• Description of the task
Every line from the start of the records below to the line containing "pub const CLOSE_NORMAL: u16 = 1000;" should be retyped exactly, that line included, and no others.

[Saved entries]
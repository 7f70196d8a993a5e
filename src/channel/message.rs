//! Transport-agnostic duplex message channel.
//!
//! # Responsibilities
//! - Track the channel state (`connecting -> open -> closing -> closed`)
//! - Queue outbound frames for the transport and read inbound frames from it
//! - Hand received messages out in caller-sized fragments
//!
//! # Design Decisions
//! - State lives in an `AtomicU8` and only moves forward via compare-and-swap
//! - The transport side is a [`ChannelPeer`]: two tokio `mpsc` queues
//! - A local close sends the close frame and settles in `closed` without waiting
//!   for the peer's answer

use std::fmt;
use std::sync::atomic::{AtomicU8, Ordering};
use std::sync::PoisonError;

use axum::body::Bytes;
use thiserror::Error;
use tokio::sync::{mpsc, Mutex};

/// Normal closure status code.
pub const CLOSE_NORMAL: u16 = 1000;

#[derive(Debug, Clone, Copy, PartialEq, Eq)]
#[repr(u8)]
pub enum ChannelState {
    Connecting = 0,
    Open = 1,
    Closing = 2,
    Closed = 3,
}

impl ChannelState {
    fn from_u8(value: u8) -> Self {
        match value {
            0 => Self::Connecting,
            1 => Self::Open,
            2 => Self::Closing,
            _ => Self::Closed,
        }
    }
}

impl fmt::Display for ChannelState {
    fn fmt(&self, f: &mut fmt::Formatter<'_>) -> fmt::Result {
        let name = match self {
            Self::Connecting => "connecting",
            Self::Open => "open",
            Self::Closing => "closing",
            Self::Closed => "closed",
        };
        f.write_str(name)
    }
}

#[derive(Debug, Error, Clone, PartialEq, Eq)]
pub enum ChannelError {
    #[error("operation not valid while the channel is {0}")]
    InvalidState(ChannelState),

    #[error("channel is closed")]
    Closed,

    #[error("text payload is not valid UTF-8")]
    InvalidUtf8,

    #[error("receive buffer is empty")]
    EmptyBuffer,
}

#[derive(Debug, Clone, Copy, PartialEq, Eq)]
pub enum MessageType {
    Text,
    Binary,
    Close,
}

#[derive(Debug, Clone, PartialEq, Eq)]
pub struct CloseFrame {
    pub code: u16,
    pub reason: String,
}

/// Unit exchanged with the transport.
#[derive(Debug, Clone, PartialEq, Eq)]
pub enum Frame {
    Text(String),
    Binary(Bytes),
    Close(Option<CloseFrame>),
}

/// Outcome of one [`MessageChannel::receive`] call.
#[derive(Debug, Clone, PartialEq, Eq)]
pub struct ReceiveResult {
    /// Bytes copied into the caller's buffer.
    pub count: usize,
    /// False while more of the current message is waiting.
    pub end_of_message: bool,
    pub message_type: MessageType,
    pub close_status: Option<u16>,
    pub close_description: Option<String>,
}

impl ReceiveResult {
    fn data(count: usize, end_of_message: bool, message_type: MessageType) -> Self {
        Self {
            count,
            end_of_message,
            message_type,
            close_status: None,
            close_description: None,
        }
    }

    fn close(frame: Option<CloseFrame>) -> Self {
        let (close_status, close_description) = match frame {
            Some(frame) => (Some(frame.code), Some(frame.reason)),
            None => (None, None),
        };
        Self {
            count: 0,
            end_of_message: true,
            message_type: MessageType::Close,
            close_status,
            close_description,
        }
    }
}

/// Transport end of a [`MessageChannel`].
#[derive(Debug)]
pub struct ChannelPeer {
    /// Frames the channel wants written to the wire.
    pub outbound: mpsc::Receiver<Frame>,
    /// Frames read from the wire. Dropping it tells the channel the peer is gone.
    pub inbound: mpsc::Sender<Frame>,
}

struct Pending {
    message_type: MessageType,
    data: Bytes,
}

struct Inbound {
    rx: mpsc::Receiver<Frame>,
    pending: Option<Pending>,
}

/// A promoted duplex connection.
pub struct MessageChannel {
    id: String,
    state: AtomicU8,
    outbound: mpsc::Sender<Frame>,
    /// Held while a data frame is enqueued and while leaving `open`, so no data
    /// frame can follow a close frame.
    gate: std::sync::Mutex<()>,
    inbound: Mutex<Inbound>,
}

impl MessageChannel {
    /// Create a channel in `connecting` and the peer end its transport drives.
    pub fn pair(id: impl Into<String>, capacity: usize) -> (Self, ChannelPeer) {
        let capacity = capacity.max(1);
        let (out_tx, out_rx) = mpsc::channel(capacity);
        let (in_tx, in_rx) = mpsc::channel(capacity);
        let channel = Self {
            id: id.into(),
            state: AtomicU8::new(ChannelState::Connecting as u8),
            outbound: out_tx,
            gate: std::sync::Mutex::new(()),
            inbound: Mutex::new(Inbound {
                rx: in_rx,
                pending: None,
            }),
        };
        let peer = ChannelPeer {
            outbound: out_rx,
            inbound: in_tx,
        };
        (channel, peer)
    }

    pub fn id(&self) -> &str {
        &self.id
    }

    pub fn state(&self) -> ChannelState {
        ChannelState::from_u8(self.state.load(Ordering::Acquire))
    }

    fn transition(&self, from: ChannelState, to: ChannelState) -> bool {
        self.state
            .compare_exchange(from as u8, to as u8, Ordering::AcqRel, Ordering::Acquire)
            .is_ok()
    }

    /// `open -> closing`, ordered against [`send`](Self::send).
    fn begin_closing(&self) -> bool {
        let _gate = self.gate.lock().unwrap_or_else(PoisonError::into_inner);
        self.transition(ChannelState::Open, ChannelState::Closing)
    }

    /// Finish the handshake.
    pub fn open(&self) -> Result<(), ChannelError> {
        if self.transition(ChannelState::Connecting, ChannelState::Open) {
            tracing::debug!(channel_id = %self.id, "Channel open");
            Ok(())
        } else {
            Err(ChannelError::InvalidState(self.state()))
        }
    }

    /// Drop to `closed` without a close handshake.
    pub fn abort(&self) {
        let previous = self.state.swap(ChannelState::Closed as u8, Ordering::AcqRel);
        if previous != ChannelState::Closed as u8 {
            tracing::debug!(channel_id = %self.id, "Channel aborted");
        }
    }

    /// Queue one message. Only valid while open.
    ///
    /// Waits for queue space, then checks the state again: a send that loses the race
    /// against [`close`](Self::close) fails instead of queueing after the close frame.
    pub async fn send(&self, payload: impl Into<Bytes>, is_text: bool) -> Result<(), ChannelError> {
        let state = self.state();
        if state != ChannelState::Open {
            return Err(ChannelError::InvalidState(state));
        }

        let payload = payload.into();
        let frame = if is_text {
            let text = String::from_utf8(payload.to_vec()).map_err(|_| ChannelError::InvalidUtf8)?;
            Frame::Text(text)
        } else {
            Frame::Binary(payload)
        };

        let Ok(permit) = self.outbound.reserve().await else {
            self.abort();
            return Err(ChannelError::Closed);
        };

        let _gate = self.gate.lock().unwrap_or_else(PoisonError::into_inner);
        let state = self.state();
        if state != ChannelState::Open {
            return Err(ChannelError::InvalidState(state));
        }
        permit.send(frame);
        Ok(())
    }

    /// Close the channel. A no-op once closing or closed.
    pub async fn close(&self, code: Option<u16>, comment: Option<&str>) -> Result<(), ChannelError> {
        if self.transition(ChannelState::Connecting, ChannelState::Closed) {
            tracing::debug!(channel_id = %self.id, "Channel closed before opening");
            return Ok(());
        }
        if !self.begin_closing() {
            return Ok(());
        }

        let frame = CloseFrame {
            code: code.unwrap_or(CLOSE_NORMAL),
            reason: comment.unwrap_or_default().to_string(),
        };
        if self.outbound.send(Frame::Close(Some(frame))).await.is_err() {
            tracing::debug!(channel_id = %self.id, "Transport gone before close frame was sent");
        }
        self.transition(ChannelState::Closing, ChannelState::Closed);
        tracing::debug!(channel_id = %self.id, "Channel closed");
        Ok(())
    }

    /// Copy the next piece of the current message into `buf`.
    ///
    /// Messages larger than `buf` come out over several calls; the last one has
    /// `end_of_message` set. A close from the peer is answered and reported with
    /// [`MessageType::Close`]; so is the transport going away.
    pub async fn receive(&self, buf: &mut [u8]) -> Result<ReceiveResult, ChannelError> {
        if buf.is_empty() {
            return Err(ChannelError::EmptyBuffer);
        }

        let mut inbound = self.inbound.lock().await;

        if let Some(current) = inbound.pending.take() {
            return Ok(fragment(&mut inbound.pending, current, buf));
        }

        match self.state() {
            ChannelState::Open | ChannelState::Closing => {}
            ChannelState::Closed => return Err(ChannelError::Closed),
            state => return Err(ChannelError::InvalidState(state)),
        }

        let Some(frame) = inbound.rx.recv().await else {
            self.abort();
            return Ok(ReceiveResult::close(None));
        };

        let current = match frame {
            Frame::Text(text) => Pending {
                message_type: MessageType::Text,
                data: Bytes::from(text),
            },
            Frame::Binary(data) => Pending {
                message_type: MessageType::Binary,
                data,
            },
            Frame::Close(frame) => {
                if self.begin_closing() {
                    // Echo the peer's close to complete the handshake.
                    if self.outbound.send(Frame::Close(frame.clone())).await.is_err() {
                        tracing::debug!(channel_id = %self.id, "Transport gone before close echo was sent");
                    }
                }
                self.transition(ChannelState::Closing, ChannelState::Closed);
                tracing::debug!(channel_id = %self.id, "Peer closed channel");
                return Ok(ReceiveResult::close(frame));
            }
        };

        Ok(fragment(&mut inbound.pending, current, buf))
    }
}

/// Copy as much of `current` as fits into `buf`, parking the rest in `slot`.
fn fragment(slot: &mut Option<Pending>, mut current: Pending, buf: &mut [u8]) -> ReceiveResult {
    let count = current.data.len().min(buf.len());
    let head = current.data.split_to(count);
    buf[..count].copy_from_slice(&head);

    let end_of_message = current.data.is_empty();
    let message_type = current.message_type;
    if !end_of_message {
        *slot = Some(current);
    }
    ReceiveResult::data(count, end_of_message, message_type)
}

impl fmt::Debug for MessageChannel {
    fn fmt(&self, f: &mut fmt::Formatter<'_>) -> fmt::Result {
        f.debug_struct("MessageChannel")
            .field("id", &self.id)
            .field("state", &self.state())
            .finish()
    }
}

• Answer section
repository 7f70196d8a993a5e
filename src/channel/message.rs
//! Transport-agnostic duplex message channel.
//!
//! # Responsibilities
//! - Track the channel state (`connecting -> open -> closing -> closed`)
//! - Queue outbound frames for the transport and read inbound frames from it
//! - Hand received messages out in caller-sized fragments
//!
//! # Design Decisions
//! - State lives in an `AtomicU8` and only moves forward via compare-and-swap
//! - The transport side is a [`ChannelPeer`]: two tokio `mpsc` queues
//! - A local close sends the close frame and settles in `closed` without waiting
//!   for the peer's answer

use std::fmt;
use std::sync::atomic::{AtomicU8, Ordering};
use std::sync::PoisonError;

use axum::body::Bytes;
use thiserror::Error;
use tokio::sync::{mpsc, Mutex};

/// Normal closure status code.
pub const CLOSE_NORMAL: u16 = 1000;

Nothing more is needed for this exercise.